//! Joint-related type definitions

use serde::{Deserialize, Serialize};

/// Joint type
#[derive(Debug, Clone, Copy, PartialEq, Eq, Hash, Serialize, Deserialize, Default)]
pub enum JointType {
    #[default]
    Fixed,
    Revolute,
    Continuous,
    Prismatic,
    Floating,
    Planar,
}

impl JointType {
    /// Check if this joint type is driven by a single scalar value
    pub fn is_movable(&self) -> bool {
        matches!(
            self,
            JointType::Revolute | JointType::Continuous | JointType::Prismatic
        )
    }

    /// Check if this joint type has limits
    pub fn has_limits(&self) -> bool {
        matches!(self, JointType::Revolute | JointType::Prismatic)
    }

    /// Check if this joint rotates about its axis
    pub fn is_rotational(&self) -> bool {
        matches!(self, JointType::Revolute | JointType::Continuous)
    }
}

impl From<&urdf_rs::JointType> for JointType {
    fn from(urdf_type: &urdf_rs::JointType) -> Self {
        match urdf_type {
            urdf_rs::JointType::Fixed => JointType::Fixed,
            urdf_rs::JointType::Revolute => JointType::Revolute,
            urdf_rs::JointType::Continuous => JointType::Continuous,
            urdf_rs::JointType::Prismatic => JointType::Prismatic,
            urdf_rs::JointType::Floating => JointType::Floating,
            urdf_rs::JointType::Planar => JointType::Planar,
            urdf_rs::JointType::Spherical => JointType::Floating, // Approximate as floating
        }
    }
}

/// Joint limits
#[derive(Debug, Clone, Copy, PartialEq, Serialize, Deserialize)]
pub struct JointLimits {
    /// Lower position limit (rad or m)
    pub lower: f64,
    /// Upper position limit (rad or m)
    pub upper: f64,
    /// Maximum effort (N or Nm)
    pub effort: f64,
    /// Maximum velocity (rad/s or m/s)
    pub velocity: f64,
}

impl Default for JointLimits {
    fn default() -> Self {
        Self {
            lower: -std::f64::consts::PI,
            upper: std::f64::consts::PI,
            effort: 100.0,
            velocity: 1.0,
        }
    }
}

impl JointLimits {
    /// Create limits with specified range
    pub fn with_range(lower: f64, upper: f64) -> Self {
        Self {
            lower,
            upper,
            ..Self::default()
        }
    }

    /// Position range as `(lower, upper)`
    pub fn range(&self) -> (f64, f64) {
        (self.lower, self.upper)
    }

    /// True when the range is usable for sampling
    pub fn is_bounded(&self) -> bool {
        self.lower.is_finite()
            && self.upper.is_finite()
            && self.lower < self.upper
            && (self.upper - self.lower).is_finite()
    }
}

/// Joint mimic configuration
/// Makes this joint follow another joint's position: value = multiplier * other_joint + offset
#[derive(Debug, Clone, PartialEq, Serialize, Deserialize)]
pub struct JointMimic {
    /// Name of the joint to mimic
    pub joint: String,
    /// Multiplier applied to the mimicked joint's position (default: 1.0)
    pub multiplier: f64,
    /// Offset added after multiplication (default: 0.0)
    pub offset: f64,
}

impl JointMimic {
    pub fn with_params(joint: impl Into<String>, multiplier: f64, offset: f64) -> Self {
        Self {
            joint: joint.into(),
            multiplier,
            offset,
        }
    }

    /// Calculate the mimic value from the source joint's position
    pub fn calculate(&self, source_position: f64) -> f64 {
        self.multiplier * source_position + self.offset
    }
}

#[cfg(test)]
mod tests {
    use super::*;

    #[test]
    fn test_movable_kinds() {
        assert!(JointType::Revolute.is_movable());
        assert!(JointType::Continuous.is_movable());
        assert!(JointType::Prismatic.is_movable());
        assert!(!JointType::Fixed.is_movable());
        assert!(!JointType::Floating.is_movable());
    }

    #[test]
    fn test_mimic_calculate() {
        let mimic = JointMimic::with_params("j1", -2.0, 0.5);
        assert_eq!(mimic.calculate(1.0), -1.5);
    }

    #[test]
    fn test_limits_bounded() {
        assert!(JointLimits::with_range(-1.0, 1.0).is_bounded());
        assert!(!JointLimits::with_range(0.0, 0.0).is_bounded());
        assert!(!JointLimits::with_range(f64::NEG_INFINITY, 0.0).is_bounded());
        assert!(!JointLimits::with_range(f64::NAN, 1.0).is_bounded());
        assert!(!JointLimits::with_range(-1e308, 1e308).is_bounded());
    }
}
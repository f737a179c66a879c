//! Tessellation of primitive shapes.
//!
//! Round shapes are aligned with +Z and centered on the origin.

use std::f32::consts::{FRAC_PI_2, PI, TAU};

use glam::Vec3;

use super::MeshVertex;

type Buffers = (Vec<MeshVertex>, Vec<u32>);

fn vertex(position: Vec3, normal: Vec3) -> MeshVertex {
    MeshVertex {
        position: position.to_array(),
        normal: normal.normalize_or_zero().to_array(),
    }
}

/// Box with flat-shaded faces
pub fn box_mesh(size: Vec3) -> Buffers {
    let h = size * 0.5;
    let faces = [
        (Vec3::X, Vec3::Y, Vec3::Z),
        (Vec3::NEG_X, Vec3::Z, Vec3::Y),
        (Vec3::Y, Vec3::Z, Vec3::X),
        (Vec3::NEG_Y, Vec3::X, Vec3::Z),
        (Vec3::Z, Vec3::X, Vec3::Y),
        (Vec3::NEG_Z, Vec3::Y, Vec3::X),
    ];

    let mut vertices = Vec::with_capacity(24);
    let mut indices = Vec::with_capacity(36);
    for (normal, u, v) in faces {
        let base = vertices.len() as u32;
        for (su, sv) in [(-1.0, -1.0), (1.0, -1.0), (1.0, 1.0), (-1.0, 1.0)] {
            let p = (normal + u * su + v * sv) * h;
            vertices.push(vertex(p, normal));
        }
        indices.extend_from_slice(&[base, base + 1, base + 2, base, base + 2, base + 3]);
    }
    (vertices, indices)
}

/// UV sphere, optionally restricted to a polar band `[phi_start, phi_end]`
/// and shifted along Z
fn sphere_band(
    radius: f32,
    segments: u32,
    rings: u32,
    phi_start: f32,
    phi_end: f32,
    z_offset: f32,
    out: &mut Buffers,
) {
    let (vertices, indices) = out;
    let base = vertices.len() as u32;

    for ring in 0..=rings {
        let phi = phi_start + (phi_end - phi_start) * ring as f32 / rings as f32;
        let z = phi.cos();
        let ring_radius = phi.sin();

        for seg in 0..=segments {
            let theta = TAU * seg as f32 / segments as f32;
            let n = Vec3::new(ring_radius * theta.cos(), ring_radius * theta.sin(), z);
            vertices.push(vertex(n * radius + Vec3::Z * z_offset, n));
        }
    }

    for ring in 0..rings {
        for seg in 0..segments {
            let current = base + ring * (segments + 1) + seg;
            let next = current + segments + 1;

            indices.extend_from_slice(&[current, next, current + 1]);
            indices.extend_from_slice(&[current + 1, next, next + 1]);
        }
    }
}

pub fn sphere(radius: f32, segments: u32, rings: u32) -> Buffers {
    let mut out = (Vec::new(), Vec::new());
    sphere_band(radius, segments, rings, 0.0, PI, 0.0, &mut out);
    out
}

/// Open tube between `z0` and `z1` whose radius goes from `r0` to `r1`
fn tube(r0: f32, r1: f32, z0: f32, z1: f32, segments: u32, out: &mut Buffers) {
    let (vertices, indices) = out;
    let base = vertices.len() as u32;
    // Slope of the side wall feeds into the normal
    let slope = (r0 - r1) / (z1 - z0);

    for seg in 0..=segments {
        let theta = TAU * seg as f32 / segments as f32;
        let (s, c) = theta.sin_cos();
        let normal = Vec3::new(c, s, slope);
        vertices.push(vertex(Vec3::new(r0 * c, r0 * s, z0), normal));
        vertices.push(vertex(Vec3::new(r1 * c, r1 * s, z1), normal));
    }

    for seg in 0..segments {
        let i = base + seg * 2;
        indices.extend_from_slice(&[i, i + 2, i + 1]);
        indices.extend_from_slice(&[i + 1, i + 2, i + 3]);
    }
}

/// Flat disk at height `z` facing `+Z` or `-Z`
fn disk(radius: f32, z: f32, up: bool, segments: u32, out: &mut Buffers) {
    let (vertices, indices) = out;
    let normal = if up { Vec3::Z } else { Vec3::NEG_Z };
    let center = vertices.len() as u32;
    vertices.push(vertex(Vec3::new(0.0, 0.0, z), normal));

    for seg in 0..=segments {
        let theta = TAU * seg as f32 / segments as f32;
        vertices.push(vertex(Vec3::new(radius * theta.cos(), radius * theta.sin(), z), normal));
    }

    for seg in 0..segments {
        let a = center + 1 + seg;
        if up {
            indices.extend_from_slice(&[center, a, a + 1]);
        } else {
            indices.extend_from_slice(&[center, a + 1, a]);
        }
    }
}

pub fn cylinder(radius: f32, length: f32, segments: u32) -> Buffers {
    let half = length * 0.5;
    let mut out = (Vec::new(), Vec::new());
    tube(radius, radius, -half, half, segments, &mut out);
    disk(radius, half, true, segments, &mut out);
    disk(radius, -half, false, segments, &mut out);
    out
}

/// Cone with its apex at `+length / 2`
pub fn cone(radius: f32, length: f32, segments: u32) -> Buffers {
    let half = length * 0.5;
    let mut out = (Vec::new(), Vec::new());
    tube(radius, 0.0, -half, half, segments, &mut out);
    disk(radius, -half, false, segments, &mut out);
    out
}

/// Cylinder body of `length` capped by two hemispheres
pub fn capsule(radius: f32, length: f32, segments: u32, rings: u32) -> Buffers {
    let half = length * 0.5;
    let hemisphere_rings = (rings / 2).max(1);
    let mut out = (Vec::new(), Vec::new());
    tube(radius, radius, -half, half, segments, &mut out);
    sphere_band(radius, segments, hemisphere_rings, 0.0, FRAC_PI_2, half, &mut out);
    sphere_band(radius, segments, hemisphere_rings, FRAC_PI_2, PI, -half, &mut out);
    out
}

#[cfg(test)]
mod tests {
    use super::*;
    use approx::assert_abs_diff_eq;

    fn extent(vertices: &[MeshVertex]) -> (Vec3, Vec3) {
        vertices.iter().fold(
            (Vec3::splat(f32::INFINITY), Vec3::splat(f32::NEG_INFINITY)),
            |(min, max), v| {
                let p = Vec3::from(v.position);
                (min.min(p), max.max(p))
            },
        )
    }

    fn indices_valid((vertices, indices): &Buffers) -> bool {
        indices.len() % 3 == 0 && indices.iter().all(|&i| (i as usize) < vertices.len())
    }

    #[test]
    fn test_box_extent() {
        let buffers = box_mesh(Vec3::new(1.0, 2.0, 4.0));
        assert_eq!(buffers.0.len(), 24);
        assert_eq!(buffers.1.len(), 36);
        let (min, max) = extent(&buffers.0);
        assert_eq!(max, Vec3::new(0.5, 1.0, 2.0));
        assert_eq!(min, -max);
    }

    #[test]
    fn test_round_shapes_extent() {
        let (min, max) = extent(&sphere(0.5, 16, 8).0);
        assert_abs_diff_eq!(max.z, 0.5, epsilon = 1e-6);
        assert_abs_diff_eq!(min.z, -0.5, epsilon = 1e-6);

        let (min, max) = extent(&cylinder(0.1, 2.0, 16).0);
        assert_abs_diff_eq!(max.z, 1.0, epsilon = 1e-6);
        assert_abs_diff_eq!(min.z, -1.0, epsilon = 1e-6);
        assert_abs_diff_eq!(max.x, 0.1, epsilon = 1e-6);

        let (_, max) = extent(&capsule(0.1, 1.0, 16, 8).0);
        assert_abs_diff_eq!(max.z, 0.6, epsilon = 1e-6);

        let (min, max) = extent(&cone(0.2, 1.0, 16).0);
        assert_abs_diff_eq!(max.z, 0.5, epsilon = 1e-6);
        assert_abs_diff_eq!(min.z, -0.5, epsilon = 1e-6);
    }

    #[test]
    fn test_indices_in_range() {
        assert!(indices_valid(&box_mesh(Vec3::ONE)));
        assert!(indices_valid(&sphere(1.0, 12, 6)));
        assert!(indices_valid(&cylinder(1.0, 1.0, 12)));
        assert!(indices_valid(&cone(1.0, 1.0, 12)));
        assert!(indices_valid(&capsule(1.0, 1.0, 12, 6)));
    }
}
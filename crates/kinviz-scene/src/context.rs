//! Scene context: the single value the hosting shell owns.
//!
//! Every core operation goes through [`SceneContext`]. It holds the
//! environment, the registry, the transform state and the annotation
//! layers, and records a [`SceneEvent`] for each change. All mutation
//! happens on the owning thread; expensive work (model preparation,
//! workspace sampling) produces plain values that are applied here in a
//! single call.

use std::sync::Arc;

use glam::DVec3;
use kinviz_core::{Contact, Environment, JointValues, KinematicTree, LinkTransforms, RigidTransform};
use parking_lot::Mutex;

use crate::annotations::{
    Annotations, ContactStyle, FkChain, FrameMarker, LineStyle, PointMarker, WorkspaceCloud,
};
use crate::config::SceneConfig;
use crate::draw::{AxisInstance, DrawList, MarkerInstance, MeshDraw, MeshInstance};
use crate::error::SceneError;
use crate::events::{AnnotationLayer, EventQueue, SceneEvent};
use crate::geometry::{BoundingBox, GeometryBuilder};
use crate::registry::{SceneNode, SceneRegistry};
use crate::sampler::{
    Manipulability, SampleRequest, SamplingJob, WorkspaceResult, WorkspaceSampler,
    WorkspaceSamples,
};
use crate::snapshot::{NodeSnapshot, SceneSnapshot};
use crate::sync::TransformSync;

/// Shared scene context type
pub type SharedScene = Arc<Mutex<SceneContext>>;

/// A fully built model, ready to be swapped into a context.
///
/// Building is independent of any context, so it can run on a worker
/// thread while the current scene stays on screen.
pub struct PreparedScene {
    env: Arc<dyn Environment>,
    tree: KinematicTree,
    nodes: Vec<SceneNode>,
    sync: TransformSync,
}

impl PreparedScene {
    pub fn build(env: Arc<dyn Environment>, config: &SceneConfig) -> Result<Self, SceneError> {
        let tree = KinematicTree::build(env.links(), env.joints())?;

        let builder = GeometryBuilder::new(env.resource_locator())
            .with_resolution(config.tessellation)
            .with_fallback_size(config.fallback_marker_size);
        let mut nodes = SceneRegistry::build_nodes(env.links(), &builder, config.default_link_color);

        let mut sync = TransformSync::new();
        sync.reset(env.as_ref());
        let transforms = env.state(sync.joint_values())?;
        for node in &mut nodes {
            if let Some(transform) = transforms.get(&node.link) {
                node.transform = *transform;
            }
        }

        Ok(Self {
            env,
            tree,
            nodes,
            sync,
        })
    }

    pub fn model_name(&self) -> &str {
        self.env.name()
    }

    pub fn node_count(&self) -> usize {
        self.nodes.len()
    }

    /// Visuals that fell back to the marker
    pub fn warning_count(&self) -> usize {
        self.nodes.iter().map(|n| n.warnings.len()).sum()
    }
}

struct LoadedModel {
    env: Arc<dyn Environment>,
    tree: KinematicTree,
}

/// The scene owned by the hosting shell
pub struct SceneContext {
    config: SceneConfig,
    model: Option<LoadedModel>,
    registry: SceneRegistry,
    sync: TransformSync,
    annotations: Annotations,
    events: EventQueue,
    dirty: bool,
}

impl Default for SceneContext {
    fn default() -> Self {
        Self::new(SceneConfig::default())
    }
}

☆ ☆ ☆

--- GOAL OF THE EXERCISE ---
Using the records above, filter out every line that lacks the string "Continuous" and copy the rest.

--- EXPECTED OUTPUT ---
    Continuous,
            JointType::Revolute | JointType::Continuous | JointType::Prismatic
        matches!(self, JointType::Revolute | JointType::Continuous)
            urdf_rs::JointType::Continuous => JointType::Continuous,
        assert!(JointType::Continuous.is_movable());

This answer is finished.